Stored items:

*** Begin section ***

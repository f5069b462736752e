//! Terminal-related data types for output rendering.

use std::sync::atomic::{AtomicUsize, Ordering};

/// Represents a single line of output in the terminal with a unique ID
#[derive(Clone, Debug)]
pub struct OutputLine {
    /// Unique ID for efficient keying in For loops
    pub id: usize,
    /// The actual output data
    pub data: OutputLineData,
}

/// The actual content of an output line
#[derive(Clone, Debug, PartialEq, Eq)]
pub enum OutputLineData {
    /// Echo of a submitted command with its prompt
    Command { prompt: String, input: String },
    /// Plain text output
    Text(String),
    /// Error message (red)
    Error(String),
    /// Success message (green)
    Success(String),
    /// Progress / in-flight message (yellow)
    Info(String),
    /// Spacer line
    Empty,
}

// Global counter for generating unique IDs
static OUTPUT_LINE_COUNTER: AtomicUsize = AtomicUsize::new(0);

impl OutputLine {
    fn new(data: OutputLineData) -> Self {
        Self {
            id: OUTPUT_LINE_COUNTER.fetch_add(1, Ordering::Relaxed),
            data,
        }
    }

    pub fn text(s: impl Into<String>) -> Self {
        Self::new(OutputLineData::Text(s.into()))
    }

    pub fn error(s: impl Into<String>) -> Self {
        Self::new(OutputLineData::Error(s.into()))
    }

    pub fn success(s: impl Into<String>) -> Self {
        Self::new(OutputLineData::Success(s.into()))
    }

    pub fn info(s: impl Into<String>) -> Self {
        Self::new(OutputLineData::Info(s.into()))
    }

    pub fn command(prompt: impl Into<String>, input: impl Into<String>) -> Self {
        Self::new(OutputLineData::Command {
            prompt: prompt.into(),
            input: input.into(),
        })
    }

    /// Create an empty line
    pub fn empty() -> Self {
        Self::new(OutputLineData::Empty)
    }

    /// Text content of the line, as it would be copied from the screen.
    pub fn content(&self) -> String {
        match &self.data {
            OutputLineData::Command { prompt, input } => format!("{}$ {}", prompt, input),
            OutputLineData::Text(s)
            | OutputLineData::Error(s)
            | OutputLineData::Success(s)
            | OutputLineData::Info(s) => s.clone(),
            OutputLineData::Empty => String::new(),
        }
    }

    pub fn is_error(&self) -> bool {
        matches!(self.data, OutputLineData::Error(_))
    }
}

impl PartialEq for OutputLine {
    fn eq(&self, other: &Self) -> bool {
        // Only compare data, not ID
        self.data == other.data
    }
}

/// Which component currently receives keystrokes.
#[derive(Clone, Copy, Debug, PartialEq, Eq)]
pub enum Focus {
    /// The shell prompt line
    Shell,
    /// The modal editor
    Editor,
    /// The remote-linking dialog (keys go to its form fields)
    LinkDialog,
}
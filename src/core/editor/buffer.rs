//! Text buffer and position types

/// Cursor position in the buffer. `col` counts characters, not bytes.
#[derive(Debug, Clone, Copy, PartialEq, Eq, Hash, Default)]
pub struct Position {
    pub line: usize,
    pub col: usize,
}

impl Position {
    pub const fn new(line: usize, col: usize) -> Self {
        Self { line, col }
    }
}

/// Line-based text storage. Always holds at least one line.
///
/// Splitting on `'\n'` (rather than `str::lines`) keeps a trailing newline
/// as a final empty line, so `from_text(s).to_text() == s` for every `s`.
#[derive(Debug, Clone, PartialEq, Eq)]
pub struct TextBuffer {
    lines: Vec<String>,
}

impl Default for TextBuffer {
    fn default() -> Self {
        Self {
            lines: vec![String::new()],
        }
    }
}

fn byte_offset(line: &str, col: usize) -> usize {
    line.char_indices().nth(col).map(|(i, _)| i).unwrap_or(line.len())
}

impl TextBuffer {
    pub fn from_text(text: &str) -> Self {
        Self {
            lines: text.split('\n').map(String::from).collect(),
        }
    }

    pub fn to_text(&self) -> String {
        self.lines.join("\n")
    }

    pub fn line_count(&self) -> usize {
        self.lines.len()
    }

    pub fn line(&self, index: usize) -> Option<&str> {
        self.lines.get(index).map(String::as_str)
    }

    pub fn lines(&self) -> &[String] {
        &self.lines
    }

    /// Length of a line in characters; 0 past the end.
    pub fn line_len(&self, index: usize) -> usize {
        self.lines.get(index).map(|l| l.chars().count()).unwrap_or(0)
    }

    pub fn insert_char(&mut self, pos: Position, ch: char) -> bool {
        let Some(line) = self.lines.get_mut(pos.line) else {
            return false;
        };
        let at = byte_offset(line, pos.col);
        line.insert(at, ch);
        true
    }

    /// Split the line at `pos`, moving the tail to a new line below.
    pub fn split_line(&mut self, pos: Position) -> bool {
        let Some(line) = self.lines.get_mut(pos.line) else {
            return false;
        };
        let at = byte_offset(line, pos.col);
        let rest = line.split_off(at);
        self.lines.insert(pos.line + 1, rest);
        true
    }

    /// Delete the character at `pos`. Returns `false` past end of line.
    pub fn delete_char(&mut self, pos: Position) -> bool {
        let Some(line) = self.lines.get_mut(pos.line) else {
            return false;
        };
        match line.char_indices().nth(pos.col) {
            Some((at, _)) => {
                line.remove(at);
                true
            }
            None => false,
        }
    }

    /// Delete the character before `pos`, joining with the previous line at
    /// column 0. Returns the new cursor position.
    pub fn backspace(&mut self, pos: Position) -> Option<Position> {
        if pos.line >= self.lines.len() {
            return None;
        }
        if pos.col > 0 {
            let line = &mut self.lines[pos.line];
            let at = line.char_indices().nth(pos.col - 1).map(|(i, _)| i)?;
            line.remove(at);
            Some(Position::new(pos.line, pos.col - 1))
        } else if pos.line > 0 {
            let current = self.lines.remove(pos.line);
            let prev = &mut self.lines[pos.line - 1];
            let col = prev.chars().count();
            prev.push_str(&current);
            Some(Position::new(pos.line - 1, col))
        } else {
            None
        }
    }

    /// Insert an empty line so that it becomes line `index`.
    pub fn insert_line(&mut self, index: usize) {
        let index = index.min(self.lines.len());
        self.lines.insert(index, String::new());
    }

    /// Remove line `index`. Deleting the only line leaves one empty line.
    pub fn delete_line(&mut self, index: usize) -> bool {
        if index >= self.lines.len() {
            return false;
        }
        self.lines.remove(index);
        if self.lines.is_empty() {
            self.lines.push(String::new());
        }
        true
    }
}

*** End section ***

Exercise instructions:
Out of the records, collect only those lines that contain the string "prompt".

Task output:
    /// Echo of a submitted command with its prompt
    Command { prompt: String, input: String },
    pub fn command(prompt: impl Into<String>, input: impl Into<String>) -> Self {
            prompt: prompt.into(),
            OutputLineData::Command { prompt, input } => format!("{}$ {}", prompt, input),
    /// The shell prompt line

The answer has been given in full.